知らない街を歩くこと自体は楽しいこと。知らないことを知るのは、ワクワクすることなのに、札の辻から大木戸跡周辺は江戸時代にワープしそうで寒気がし、品川駅に辿り着いたら、ほっとしていた自分に気付き、時間帯なのか、地域性なのか、妙な感じ。


先日、人気が無くて歩きやすいけど、寒いので、首元に手を当てたり、手ぬぐいを首に掛けたりして、気を紛らわせていましたが、後で調べたら、青山墓地に沿った外苑西通りを歩いていたのでした。

まだ、蒸し暑い日もあるので、夕涼みには良いけれど、風邪ひくわっと自分にツッコミを入れています。

また、別の日に、歩いていたら、急にお腹が痛くなったので、赤坂氷川神社のトイレを借りようと向かったところ、鳥居を潜る前に、公衆トイレを見つけ、洋式もあったので、安心して用を済ましたことがありました。

もう暗くなり始めていたけれど、借りたトイレの御礼をしようと鳥居を潜ったら、気温が下がり、冷やっとしました。「明るいうちにまた来ますから、スミマセン、失礼しました」と、ご挨拶もそこそこに退散。鳥居を出れば、蒸し暑い空気。この差は何?
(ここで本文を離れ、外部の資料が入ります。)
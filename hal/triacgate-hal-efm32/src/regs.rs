//! Series 1 register offsets and fields
//!
//! Only the registers and fields the backend touches are listed. Offsets
//! are relative to the peripheral base address from the chip profile.

/// Place `value` into a field of `width` bits at `shift`
pub const fn field(value: u32, shift: u32, width: u32) -> u32 {
    (value & ((1 << width) - 1)) << shift
}

/// Mask covering a field of `width` bits at `shift`
pub const fn mask(shift: u32, width: u32) -> u32 {
    ((1 << width) - 1) << shift
}

/// Clock management unit
pub mod cmu {
    /// High-frequency bus clock enable 0
    pub const HFBUSCLKEN0: u32 = 0x0B0;
    /// High-frequency peripheral clock enable 0
    pub const HFPERCLKEN0: u32 = 0x0C0;
}

/// General purpose I/O
pub mod gpio {
    /// Distance between port register blocks
    pub const PORT_STRIDE: u32 = 0x30;
    /// Mode for pins 0-7
    pub const MODEL: u32 = 0x004;
    /// Mode for pins 8-15
    pub const MODEH: u32 = 0x008;
    /// Data out
    pub const DOUT: u32 = 0x00C;

    /// Bits per pin in MODEL/MODEH
    pub const MODE_WIDTH: u32 = 4;
    /// Push-pull output
    pub const MODE_PUSHPULL: u32 = 0x4;
}

/// Peripheral reflex system
pub mod prs {
    /// Pin output enable, one bit per channel
    pub const ROUTEPEN: u32 = 0x008;
    /// First location register; four channels per register, one byte each
    pub const ROUTELOC0: u32 = 0x010;
    /// First channel control register
    pub const CH0_CTRL: u32 = 0x050;
    /// Distance between channel control registers
    pub const CH_STRIDE: u32 = 0x4;

    /// Signal select within the source
    pub const CTRL_SIGSEL_SHIFT: u32 = 0;
    pub const CTRL_SIGSEL_WIDTH: u32 = 3;
    /// Source peripheral select
    pub const CTRL_SOURCESEL_SHIFT: u32 = 8;
    pub const CTRL_SOURCESEL_WIDTH: u32 = 7;
    /// Edge detect select
    pub const CTRL_EDSEL_SHIFT: u32 = 24;
    pub const CTRL_EDSEL_WIDTH: u32 = 2;
    /// AND with next channel
    pub const CTRL_ANDNEXT: u32 = 1 << 29;

    pub const EDSEL_OFF: u32 = 0;
    pub const EDSEL_POSEDGE: u32 = 1;
    pub const EDSEL_NEGEDGE: u32 = 2;
    pub const EDSEL_BOTHEDGES: u32 = 3;

    /// Comparator output signal
    pub const SIGSEL_ACMPOUT: u32 = 0;
    /// Timer compare/capture channel 0 signal; CC1 and CC2 follow
    pub const SIGSEL_TIMERCC0: u32 = 2;
}

/// Analog comparator
pub mod acmp {
    pub const CTRL: u32 = 0x000;
    pub const INPUTSEL: u32 = 0x004;
    pub const STATUS: u32 = 0x008;
    /// Divider settings used while the output is low
    pub const HYSTERESIS0: u32 = 0x028;
    /// Divider settings used while the output is high
    pub const HYSTERESIS1: u32 = 0x02C;
    pub const ROUTEPEN: u32 = 0x040;
    pub const ROUTELOC0: u32 = 0x044;

    pub const CTRL_EN: u32 = 1 << 0;
    /// High accuracy mode
    pub const CTRL_ACCURACY: u32 = 1 << 15;
    pub const CTRL_BIASPROG_SHIFT: u32 = 24;
    pub const CTRL_BIASPROG_WIDTH: u32 = 6;
    pub const CTRL_FULLBIAS: u32 = 1 << 31;

    pub const INPUTSEL_POSSEL_SHIFT: u32 = 0;
    pub const INPUTSEL_NEGSEL_SHIFT: u32 = 8;
    pub const INPUTSEL_SEL_WIDTH: u32 = 8;
    /// 2.5 V reference for the VB divider (clear for 1.25 V)
    pub const INPUTSEL_VBSEL: u32 = 1 << 22;
    /// Negative input from the VB divider
    pub const NEGSEL_VBDIV: u32 = 0xF2;

    /// Warm-up complete
    pub const STATUS_ACMPACT: u32 = 1 << 0;

    pub const HYST_DIVVB_SHIFT: u32 = 24;
    pub const HYST_DIVVB_WIDTH: u32 = 6;

    pub const ROUTEPEN_OUTPEN: u32 = 1 << 0;
    pub const ROUTELOC0_OUTLOC_WIDTH: u32 = 6;
}

/// Timer/counter
pub mod timer {
    pub const CTRL: u32 = 0x000;
    pub const CMD: u32 = 0x004;
    pub const IF: u32 = 0x00C;
    pub const IFC: u32 = 0x014;
    pub const ROUTEPEN: u32 = 0x030;
    pub const ROUTELOC0: u32 = 0x034;
    /// First compare/capture channel block
    pub const CC0_CTRL: u32 = 0x060;
    /// Capture/compare value, relative to the channel block
    pub const CC_CCV: u32 = 0x004;
    /// Distance between compare/capture channel blocks
    pub const CC_STRIDE: u32 = 0x10;

    /// Clear interrupt flags on DMA access
    pub const CTRL_DMACLRACT: u32 = 1 << 7;
    pub const CTRL_RISEA_SHIFT: u32 = 8;
    pub const CTRL_FALLA_SHIFT: u32 = 10;
    pub const CTRL_INPUT_ACTION_WIDTH: u32 = 2;
    pub const CTRL_PRESC_SHIFT: u32 = 24;
    pub const CTRL_PRESC_WIDTH: u32 = 4;
    /// Reload-start sets compare outputs to their initial state
    pub const CTRL_RSSCOIST: u32 = 1 << 29;

    pub const INPUT_ACTION_RELOADSTART: u32 = 3;

    pub const CMD_STOP: u32 = 1 << 1;

    /// Capture flag of CC0; CC1 and CC2 follow
    pub const IF_CC0: u32 = 1 << 4;

    pub const CC_CTRL_MODE_SHIFT: u32 = 0;
    pub const CC_CTRL_MODE_WIDTH: u32 = 2;
    pub const CC_CTRL_COIST: u32 = 1 << 4;
    pub const CC_CTRL_CMOA_SHIFT: u32 = 8;
    pub const CC_CTRL_CMOA_WIDTH: u32 = 2;
    pub const CC_CTRL_PRSSEL_SHIFT: u32 = 16;
    pub const CC_CTRL_PRSSEL_WIDTH: u32 = 4;
    /// Input from the interconnect instead of the pin
    pub const CC_CTRL_INSEL_PRS: u32 = 1 << 20;
    pub const CC_CTRL_ICEDGE_SHIFT: u32 = 24;
    pub const CC_CTRL_ICEDGE_WIDTH: u32 = 2;
    /// Compare output drives the interconnect as a level
    pub const CC_CTRL_PRSCONF_LEVEL: u32 = 1 << 28;

    pub const MODE_INPUTCAPTURE: u32 = 1;
    pub const MODE_OUTPUTCOMPARE: u32 = 2;

    pub const CMOA_NONE: u32 = 0;
    pub const CMOA_TOGGLE: u32 = 1;
    pub const CMOA_CLEAR: u32 = 2;
    pub const CMOA_SET: u32 = 3;

    pub const ICEDGE_RISING: u32 = 0;

    /// Width of each CCnLOC field in ROUTELOC0
    pub const ROUTELOC0_CCLOC_WIDTH: u32 = 6;
    /// Distance between CCnLOC fields in ROUTELOC0
    pub const ROUTELOC0_CCLOC_STRIDE: u32 = 8;
}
夏から秋に掛けての夕暮れ時は、こんな風に温度差を感じやすいから、不思議なものです。

追記(転記させて頂きました)
以下抜粋

JR田町駅西口または都営三田線三田駅を利用し、品川方面に歩くこと約300メートル。「札の辻」の交差点が見えてくる。
札の辻という地名は全国各地にあるが、いずれも高札場だったことに由来しているようだ。ここ、三田の札の辻は東海道から江戸への正面入り口で、今も昔も変わらぬ交通の要所である。


1623年三代将軍に就任した徳川家光は、江戸に集まっていた諸大名への示しとしてキリシタンの火刑を命じ、12月4日、50名がこの地で処刑された。昨年2008年11月に列福された原主水もその中に含まれている。


現在、住友不動産三田ツインビルの敷地内に「元和キリシタン遺跡」の碑が置かれている。碑は広場の奥、広くゆるやかな階段を上りつめた先にある。
この階段は済海寺方面への抜け道にもなっているようで、通る人が時折足を止めては案内板に見入っていた。